The transport of a single substrate is called uniport
Uniport: a single substrate is transported in the direction
governed by the electrochemical gradient. After passage of
substrate, the transporter randomly flips between conformations. If
there is more substrate on the left, the site is more likely to become
occupied when open to the left, so net transport is towards the right
where the concentration is lower.
Many transporters operate by a cotransport
mechanism
Symport: two substrates are
co-transported in the same
direction. This could be due to
the requirements of the substrate
site, so the conformational change
only occurs when both
components are present.
Alternatively, there could be two
channels and passage of the
second substrate is necessary for the transporter to return to its initial state. In many cases, the second
substrate is H+, and the transporter takes advantage of the H+ gradient of oxidative phosphorylation.

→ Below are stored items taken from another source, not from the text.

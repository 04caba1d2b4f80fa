//! SQLite connection pool management.

use sqlx::sqlite::{SqliteConnectOptions, SqliteJournalMode, SqlitePoolOptions, SqliteSynchronous};
use sqlx::SqlitePool;
use std::path::{Path, PathBuf};
use std::str::FromStr;
use std::time::Duration;
use thiserror::Error;

const MEMORY_URL: &str = "sqlite::memory:";

#[derive(Debug, Error)]
pub enum ConnectionError {
    #[error("Unparseable database URL '{0}'")]
    BadUrl(String),
    #[error("Cannot create database directory {path}: {source}")]
    Directory {
        path: PathBuf,
        #[source]
        source: std::io::Error,
    },
    #[error("Cannot open database pool: {0}")]
    Open(#[source] sqlx::Error),
    #[error("Database did not answer: {0}")]
    Unreachable(#[source] sqlx::Error),
}

/// Pool sizing and lock waits for the store of record.
#[derive(Debug, Clone)]
pub struct PoolConfig {
    pub max_connections: u32,
    pub min_connections: u32,
    pub acquire_timeout: Duration,
    /// How long a writer waits on a locked database before SQLITE_BUSY.
    pub busy_timeout: Duration,
}

impl Default for PoolConfig {
    fn default() -> Self {
        Self {
            max_connections: 5,
            min_connections: 1,
            acquire_timeout: Duration::from_secs(3),
            busy_timeout: Duration::from_secs(5),
        }
    }
}

impl PoolConfig {
    pub fn with_max_connections(mut self, max_connections: u32) -> Self {
        self.max_connections = max_connections.max(1);
        self.min_connections = self.min_connections.min(self.max_connections);
        self
    }
}

/// Open a WAL-mode pool, creating the file and its directory when missing.
pub async fn create_pool(
    database_url: &str,
    config: Option<PoolConfig>,
) -> Result<SqlitePool, ConnectionError> {
    let config = config.unwrap_or_default();
    if let Some(dir) = database_file(database_url).and_then(Path::parent) {
        if !dir.as_os_str().is_empty() {
            std::fs::create_dir_all(dir).map_err(|source| ConnectionError::Directory {
                path: dir.to_path_buf(),
                source,
            })?;
        }
    }

    let options = SqliteConnectOptions::from_str(database_url)
        .map_err(|_| ConnectionError::BadUrl(database_url.to_string()))?
        .create_if_missing(true)
        .journal_mode(SqliteJournalMode::Wal)
        .synchronous(SqliteSynchronous::Normal)
        .foreign_keys(true)
        .busy_timeout(config.busy_timeout);

    SqlitePoolOptions::new()
        .max_connections(config.max_connections)
        .min_connections(config.min_connections)
        .acquire_timeout(config.acquire_timeout)
        .connect_with(options)
        .await
        .map_err(ConnectionError::Open)
}

/// Single-connection in-memory pool. One connection keeps the database alive.
pub async fn create_test_pool() -> Result<SqlitePool, ConnectionError> {
    let options = SqliteConnectOptions::from_str(MEMORY_URL)
        .map_err(|_| ConnectionError::BadUrl(MEMORY_URL.to_string()))?
        .foreign_keys(true);

    SqlitePoolOptions::new()
        .max_connections(1)
        .min_connections(1)
        .idle_timeout(None)
        .max_lifetime(None)
        .connect_with(options)
        .await
        .map_err(ConnectionError::Open)
}

/// File path behind a `sqlite:` URL, `None` for in-memory databases.
fn database_file(database_url: &str) -> Option<&Path> {
    let rest = database_url
        .strip_prefix("sqlite://")
        .or_else(|| database_url.strip_prefix("sqlite:"))
        .unwrap_or(database_url);
    let path = rest.split_once('?').map_or(rest, |(path, _)| path);
    match path {
        "" | ":memory:" => None,
        path => Some(Path::new(path)),
    }
}

pub async fn verify_connection(pool: &SqlitePool) -> Result<(), ConnectionError> {
    sqlx::query_scalar::<_, i64>("SELECT 1")
        .fetch_one(pool)
        .await
        .map(|_| ())
        .map_err(ConnectionError::Unreachable)
}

Net direction of transport is governed by whichever of the two substrates has the steeper
electrochemical gradient.
Antiport: substrates are exchanged; for each molecule A that
enters, a molecule of B must leave. Substrate A flips the
conformation in one direction, substrate B brings it back to the
original state. Net direction of transport is governed by whichever of
the two substrates has the steeper gradient.
An example of antiport is the ATP:ADP exchange translocator of
the mitochondrial membrane, which exports ATP while bringing in
ADP:
ATPin + ADPout ‡ ATPout + ADPin
The advantage of antiport is that it maintains balance of
substrates between compartments. The mitochondrion should
never accumulate too much or run out of adenosine compounds.